A few things make this stand out: your models touch a huge share of the ads shoppers see every day, so even small improvements add up fast; you'll run modern ML live under strict latency limits, across regions and very different types of ad inventory; and the problem space is rich — from how we value and bid on ads, to keeping models stable as traffic shifts, to what makes an ad a good fit for a shopper.
Key job responsibilities
- Design and improve the models that decide how ads are ranked, valued, and priced — including how relevant an ad is to the page and the shopper.
- Apply and extend state-of-the-art techniques across e.g. ranking, deep learning, and information retrieval.
- Own problems end to end: frame them, prototype, experiment, and ship them to production.
- Balance competing objectives — shopper experience, advertiser and publisher value, and Amazon's business — into models that hold up across placements and marketplaces.
- Communicate your work clearly to both business and science audiences, tailoring how you share it to each.
- Write and ship your own production code backed by strong engineering support — we're all builders here.

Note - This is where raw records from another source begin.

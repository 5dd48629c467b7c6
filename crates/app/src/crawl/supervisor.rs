use std::collections::VecDeque;
use std::sync::Arc;
use std::time::Duration;

use chrono::{DateTime, Utc};
use serde::Serialize;
use thiserror::Error;
use tokio::sync::mpsc::unbounded_channel;
use tokio::sync::Mutex;
use tokio::task::JoinHandle;
use tracing::{debug, info, warn};

use super::api::CommentApi;
use super::engine::{CrawlEngine, CrawlError, CrawlRequest};
use super::events::{CancelHandle, CrawlEvent, CrawlState};

const RECENT_EVENT_LIMIT: usize = 50;

#[derive(Debug, Error)]
pub enum SupervisorError {
    #[error("crawl already running")]
    Busy,
    #[error("{0}")]
    Crawl(#[from] CrawlError),
}

#[derive(Debug, Clone, Default, Serialize)]
pub struct CrawlStatus {
    pub state: CrawlState,
    pub url: Option<String>,
    pub max_pages: Option<u32>,
    pub started_at: Option<DateTime<Utc>>,
    pub finished_at: Option<DateTime<Utc>>,
    pub ingested: usize,
    pub recent_events: VecDeque<CrawlEvent>,
}

impl CrawlStatus {
    fn record(&mut self, event: CrawlEvent) {
        self.state = self.state.after(&event);
        if matches!(event, CrawlEvent::CommentIngested { .. }) {
            self.ingested += 1;
        }
        if event.is_terminal() {
            self.finished_at = Some(Utc::now());
        }
        if self.recent_events.len() == RECENT_EVENT_LIMIT {
            self.recent_events.pop_front();
        }
        self.recent_events.push_back(event);
    }
}

#[derive(Default)]
struct Slot {
    status: CrawlStatus,
    cancel: Option<CancelHandle>,
    task: Option<JoinHandle<()>>,
}

#[derive(Clone, Default)]
pub struct CrawlSupervisor {
    slot: Arc<Mutex<Slot>>,
}

impl CrawlSupervisor {
    pub fn new() -> Self {
        Self::default()
    }

    pub async fn start<A>(
        &self,
        engine: Arc<CrawlEngine<A>>,
        request: CrawlRequest,
    ) -> Result<CrawlStatus, SupervisorError>
    where
        A: CommentApi + 'static,
    {
        let mut slot = self.slot.lock().await;
        if slot.status.state.is_running() {
            return Err(SupervisorError::Busy);
        }
        let prepared = engine.prepare(request).await?;
        let cancel = CancelHandle::new();
        slot.status = CrawlStatus {
            state: CrawlState::ResolvingVideo,
            url: Some(prepared.url().to_string()),
            max_pages: Some(prepared.max_pages()),
            started_at: Some(Utc::now()),
            ..CrawlStatus::default()
        };
        slot.cancel = Some(cancel.clone());
        info!(url = prepared.url(), max_pages = prepared.max_pages(), "background crawl starting");

        let (tx, mut rx) = unbounded_channel();
        let recorder = Arc::clone(&self.slot);
        let recording = tokio::spawn(async move {
            while let Some(event) = rx.recv().await {
                debug!(?event, "crawl event");
                recorder.lock().await.status.record(event);
            }
        });
        slot.task = Some(tokio::spawn(async move {
            engine.execute(prepared, &tx, &cancel).await;
            drop(tx);
            let _ = recording.await;
        }));
        Ok(slot.status.clone())
    }

    pub async fn status(&self) -> CrawlStatus {
        self.slot.lock().await.status.clone()
    }

    pub async fn cancel(&self) -> bool {
        let slot = self.slot.lock().await;
        if !slot.status.state.is_running() {
            return false;
        }
        if let Some(cancel) = slot.cancel.as_ref() {
            cancel.cancel();
            info!("background crawl cancel requested");
            return true;
        }
        false
    }

    // Cancels any running crawl and waits up to `wait` for its terminal event.
    pub async fn shutdown(&self, wait: Duration) -> bool {
        let task = {
            let mut slot = self.slot.lock().await;
            if let Some(cancel) = slot.cancel.as_ref() {
                cancel.cancel();
            }
            slot.task.take()
        };
        let Some(task) = task else {
            return true;
        };
        match tokio::time::timeout(wait, task).await {
            Ok(_) => true,
            Err(_) => {
                warn!(wait_ms = wait.as_millis() as u64, "crawl still running at shutdown");
                false
            }
        }
    }
}

#[cfg(test)]
mod tests {
    use std::time::Duration;

    use async_trait::async_trait;
    use reqwest::header::HeaderMap;

    use super::*;
    use crate::crawl::engine::Pacing;
    use crate::credentials::CredentialManager;
    use harvest_core::types::video_ref::VideoRef;
    use harvest_infra::bilibili::{
        ApiResult, ReplyContent, ReplyItem, ReplyMember, ReplyPage, VideoInfo,
    };
    use harvest_infra::db::{connect_in_memory, count_comments, run_migrations, DbPool};

    struct OnePageApi;

    #[async_trait]
    impl CommentApi for OnePageApi {
        async fn resolve_video(
            &self,
            _video: &VideoRef,
            _headers: &HeaderMap,
        ) -> ApiResult<VideoInfo> {
            Ok(Ok(VideoInfo {
                aid: 42,
                bvid: "BV1xx411c7mD".to_string(),
                title: "Supervised".to_string(),
            }))
        }

        async fn fetch_page(
            &self,
            _aid: u64,
            page: u32,
            _headers: &HeaderMap,
        ) -> ApiResult<ReplyPage> {
            if page > 1 {
                return Ok(Ok(ReplyPage::default()));
            }
            let replies = (1..=3)
                .map(|rpid| ReplyItem {
                    rpid,
                    member: ReplyMember {
                        uname: "viewer".to_string(),
                    },
                    content: ReplyContent {
                        message: "hi".to_string(),
                    },
                    ctime: 1_700_000_000,
                    like: 1,
                    replies: None,
                })
                .collect();
            Ok(Ok(ReplyPage {
                replies,
                skipped: 0,
            }))
        }
    }

    async fn engine(pacing: Pacing, with_token: bool) -> (Arc<CrawlEngine<OnePageApi>>, DbPool) {
        let pool = connect_in_memory().await.unwrap();
        run_migrations(&pool).await.unwrap();
        let credentials = Arc::new(CredentialManager::new(pool.clone()));
        if with_token {
            credentials
                .save("SESSDATA=s; bili_jct=j; DedeUserID=1", 30)
                .await
                .unwrap();
        }
        let engine = Arc::new(CrawlEngine::new(OnePageApi, pool.clone(), credentials, pacing));
        (engine, pool)
    }

    fn request(max_pages: u32) -> CrawlRequest {
        CrawlRequest {
            url: "https://www.bilibili.com/video/BV1xx411c7mD".to_string(),
            max_pages,
        }
    }

    async fn wait_for_finish(supervisor: &CrawlSupervisor) -> CrawlStatus {
        for _ in 0..200 {
            let status = supervisor.status().await;
            if status.finished_at.is_some() {
                return status;
            }
            tokio::time::sleep(Duration::from_millis(10)).await;
        }
        panic!("crawl did not finish");
    }

    #[tokio::test]
    async fn background_crawl_records_events() {
        let (engine, pool) = engine(Pacing::none(), true).await;
        let supervisor = CrawlSupervisor::new();
        let started = supervisor.start(engine, request(5)).await.unwrap();
        assert_eq!(started.state, CrawlState::ResolvingVideo);

        let status = wait_for_finish(&supervisor).await;
        assert_eq!(status.state, CrawlState::Completed);
        assert_eq!(status.ingested, 3);
        assert!(status.recent_events.back().unwrap().is_terminal());
        assert_eq!(count_comments(&pool).await.unwrap(), 3);
        assert!(!supervisor.cancel().await);
    }

    #[tokio::test]
    async fn second_start_is_rejected_while_running() {
        let (engine, _pool) = engine(
            Pacing::new(Duration::from_secs(60), Duration::from_secs(60)),
            true,
        )
        .await;
        let supervisor = CrawlSupervisor::new();
        supervisor.start(Arc::clone(&engine), request(3)).await.unwrap();
        assert!(matches!(
            supervisor.start(engine, request(3)).await,
            Err(SupervisorError::Busy)
        ));
        assert!(supervisor.cancel().await);
    }

    #[tokio::test]
    async fn shutdown_waits_for_cancelled_crawl() {
        let (engine, pool) = engine(
            Pacing::new(Duration::from_secs(60), Duration::from_secs(60)),
            true,
        )
        .await;
        let supervisor = CrawlSupervisor::new();
        supervisor.start(engine, request(3)).await.unwrap();
        for _ in 0..200 {
            if supervisor.status().await.ingested == 3 {
                break;
            }
            tokio::time::sleep(Duration::from_millis(10)).await;
        }

        assert!(supervisor.shutdown(Duration::from_secs(5)).await);
        let status = supervisor.status().await;
        assert_eq!(status.state, CrawlState::Cancelled);
        assert!(status.recent_events.back().unwrap().is_terminal());
        assert_eq!(count_comments(&pool).await.unwrap(), 3);
        assert!(CrawlSupervisor::new().shutdown(Duration::from_millis(10)).await);
    }

    #[tokio::test]
    async fn refusal_leaves_supervisor_idle() {
        let (engine, _pool) = engine(Pacing::none(), false).await;
        let supervisor = CrawlSupervisor::new();
        assert!(matches!(
            supervisor.start(engine, request(3)).await,
            Err(SupervisorError::Crawl(CrawlError::CredentialInvalid))
        ));
        assert_eq!(supervisor.status().await.state, CrawlState::Idle);
    }

    #[test]
    fn recent_events_are_capped() {
        let mut status = CrawlStatus::default();
        for page in 0..(RECENT_EVENT_LIMIT as u32 + 10) {
            status.record(CrawlEvent::PageStarted { page });
        }
        assert_eq!(status.recent_events.len(), RECENT_EVENT_LIMIT);
        assert_eq!(
            status.recent_events.front(),
            Some(&CrawlEvent::PageStarted { page: 10 })
        );
    }
}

- Move fast with the best tools available, including modern AI coding assistants and agents.
A day in the life
You might start by digging into last week's experiment results, then use an AI coding agent to get your next prototype built and ready to test in production. In the afternoon you could be sketching a new way to measure ad relevance, reading a recent paper that bears on it, and talking it through with a senior scientist on the team. You'll move between hands-on science, writing and shipping real production code, and making the calls on your own work.
About the team
We're a group of scientists and engineers based in Edinburgh and London, working to make Amazon's ads more performant and relevant. We sit within a larger team spread primarily across New York City and the UK, and we have a broad mandate to build and experiment. You'll work alongside senior applied scientists you can learn from, with the data and infrastructure to do the work well and room to grow — with opportunities to attend top conferences (e.g., NeurIPS, KDD, ICML) and take on more scope over time.